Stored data
____

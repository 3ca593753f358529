pub mod crop;
pub mod mask;
pub mod transform;

pub use crop::{CropTool, Region};
pub use mask::MaskTool;
pub use transform::HandleType;

use crate::layers::Selection;

/// The one interaction that may be active at a time.
pub enum ToolState {
    None,
    Cropping(CropTool),
    Masking(MaskTool),
    LayerSelected(Selection),
}

impl ToolState {
    pub fn name(&self) -> &str {
        match self {
            ToolState::None => "None",
            ToolState::Cropping(_) => "Crop",
            ToolState::Masking(_) => "Mask",
            ToolState::LayerSelected(_) => "Layer",
        }
    }

    pub fn selection(&self) -> Option<Selection> {
        match self {
            ToolState::LayerSelected(s) => Some(*s),
            _ => None,
        }
    }

    pub fn crop(&self) -> Option<&CropTool> {
        match self {
            ToolState::Cropping(c) => Some(c),
            _ => None,
        }
    }

    pub fn mask(&self) -> Option<&MaskTool> {
        match self {
            ToolState::Masking(m) => Some(m),
            _ => None,
        }
    }
}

____

• [WORK TO BE COMPLETED]
The data above must be reproduced in full, exactly as given.

• [SOLUTION TO THE EXERCISE]
repository 3ca593753f358529
pub mod crop;
pub mod mask;
pub mod transform;

pub use crop::{CropTool, Region};
pub use mask::MaskTool;
pub use transform::HandleType;

use crate::layers::Selection;

/// The one interaction that may be active at a time.
pub enum ToolState {
    None,
    Cropping(CropTool),
    Masking(MaskTool),
    LayerSelected(Selection),
}

impl ToolState {
    pub fn name(&self) -> &str {
        match self {
            ToolState::None => "None",
            ToolState::Cropping(_) => "Crop",
            ToolState::Masking(_) => "Mask",
            ToolState::LayerSelected(_) => "Layer",
        }
    }

    pub fn selection(&self) -> Option<Selection> {
        match self {
            ToolState::LayerSelected(s) => Some(*s),
            _ => None,
        }
    }

    pub fn crop(&self) -> Option<&CropTool> {
        match self {
            ToolState::Cropping(c) => Some(c),
            _ => None,
        }
    }

    pub fn mask(&self) -> Option<&MaskTool> {
        match self {
            ToolState::Masking(m) => Some(m),
            _ => None,
        }
    }
}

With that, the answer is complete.